▶ **Brief**: Gather each line of the entries below that includes "AsRef".

▶ **The data**:
------------------------------------------------------------------------

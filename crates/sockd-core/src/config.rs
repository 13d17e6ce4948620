//! Daemon construction inputs and the TOML file they can be
//! loaded from.
//!
//! Nested `serde`-derived structs mirror the on-disk TOML shape, a
//! `Default` impl supplies the documented defaults, and `from_file`/`load`
//! turn the raw file shape into a validated `DaemonConfig` in one step.

use std::fs;
use std::path::Path;

use serde::{Deserialize, Serialize};

use crate::error::{SockError, SockResult};

pub const DEFAULT_ADDRESS: &str = "0.0.0.0";
pub const DEFAULT_PER_IP_LIMIT: u32 = 96;
pub const MIN_PASSWORD_LEN: usize = 7;

#[derive(Debug, Serialize, Deserialize)]
pub struct ServerSection {
    #[serde(default = "default_address")]
    pub address: String,
    pub password: String,
    pub tcp_ports: Vec<u16>,
    #[serde(default)]
    pub udp_ports: Vec<u16>,
    #[serde(default = "default_per_ip_limit")]
    pub per_ip_limit: u32,
}

fn default_address() -> String {
    DEFAULT_ADDRESS.to_string()
}

fn default_per_ip_limit() -> u32 {
    DEFAULT_PER_IP_LIMIT
}

#[derive(Debug, Serialize, Deserialize)]
pub struct LoggingSection {
    #[serde(default = "default_log_level")]
    pub level: String,
}

fn default_log_level() -> String {
    "info".to_string()
}

impl Default for LoggingSection {
    fn default() -> LoggingSection {
        LoggingSection {
            level: default_log_level(),
        }
    }
}

#[derive(Debug, Serialize, Deserialize)]
pub struct FileConfig {
    pub server: ServerSection,
    #[serde(default)]
    pub logging: LoggingSection,
}

impl FileConfig {
    /// Loads and parses a TOML configuration file. Panics with a
    /// descriptive message on a read or parse failure (callers that want
    /// a typed error should use `DaemonConfig::load` instead, which wraps
    /// this in `SockError::ConfigInvalid`).
    pub fn load<P: AsRef<Path>>(path: P) -> FileConfig {
        let contents = fs::read_to_string(path).expect("error reading sockd configuration file");
        toml::from_str(&contents).expect("error parsing sockd configuration file")
    }
}

/// Validated construction inputs for a `Daemon`.
#[derive(Debug, Clone)]
pub struct DaemonConfig {
    pub address: String,
    pub password: String,
    pub tcp_ports: Vec<u16>,
    pub udp_ports: Vec<u16>,
    pub per_ip_limit: u32,
    pub log_level: String,
}

impl DaemonConfig {
    /// Validates `file` into a `DaemonConfig`: password length >= 7, at
    /// least one TCP port each > 0, `per_ip_limit` defaulted to 96 if < 1.
    /// `logging.level` is carried through verbatim for the CLI to apply.
    pub fn from_file(file: FileConfig) -> SockResult<DaemonConfig> {
        if file.server.password.len() < MIN_PASSWORD_LEN {
            return Err(SockError::ConfigInvalid(format!(
                "password must be at least {MIN_PASSWORD_LEN} bytes"
            )));
        }
        if file.server.tcp_ports.is_empty() {
            return Err(SockError::ConfigInvalid("at least one TCP port is required".into()));
        }
        if file.server.tcp_ports.iter().any(|&port| port == 0) {
            return Err(SockError::ConfigInvalid("TCP ports must be non-zero".into()));
        }
        if file.server.udp_ports.iter().any(|&port| port == 0) {
            return Err(SockError::ConfigInvalid("UDP ports must be non-zero".into()));
        }

        let per_ip_limit = if file.server.per_ip_limit < 1 {
            DEFAULT_PER_IP_LIMIT
        } else {
            file.server.per_ip_limit
        };

        Ok(DaemonConfig {
            address: file.server.address,
            password: file.server.password,
            tcp_ports: file.server.tcp_ports,
            udp_ports: file.server.udp_ports,
            per_ip_limit,
            log_level: file.logging.level,
        })
    }

    /// Loads a config file from `path` and validates it in one step.
    pub fn load<P: AsRef<Path>>(path: P) -> SockResult<DaemonConfig> {
        DaemonConfig::from_file(FileConfig::load(path))
    }
}

#[cfg(test)]
mod tests {
    use super::*;

    fn valid_file() -> FileConfig {
        FileConfig {
            server: ServerSection {
                address: default_address(),
                password: "abcdefg".into(),
                tcp_ports: vec![8388],
                udp_ports: vec![8388],
                per_ip_limit: 96,
            },
            logging: LoggingSection::default(),
        }
    }

    #[test]
    fn accepts_a_valid_config() {
        assert!(DaemonConfig::from_file(valid_file()).is_ok());
    }

    #[test]
    fn rejects_short_password() {
        let mut file = valid_file();
        file.server.password = "short".into();
        assert!(DaemonConfig::from_file(file).is_err());
    }

    #[test]
    fn rejects_empty_tcp_ports() {
        let mut file = valid_file();
        file.server.tcp_ports.clear();
        assert!(DaemonConfig::from_file(file).is_err());
    }

    #[test]
    fn defaults_per_ip_limit_when_unset() {
        let mut file = valid_file();
        file.server.per_ip_limit = 0;
        let config = DaemonConfig::from_file(file).unwrap();
        assert_eq!(config.per_ip_limit, DEFAULT_PER_IP_LIMIT);
    }

    #[test]
    fn udp_ports_may_be_empty() {
        let mut file = valid_file();
        file.server.udp_ports.clear();
        assert!(DaemonConfig::from_file(file).is_ok());
    }
}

------------------------------------------------------------------------

▶ **Task answer**:
    pub fn load<P: AsRef<Path>>(path: P) -> FileConfig {
    pub fn load<P: AsRef<Path>>(path: P) -> SockResult<DaemonConfig> {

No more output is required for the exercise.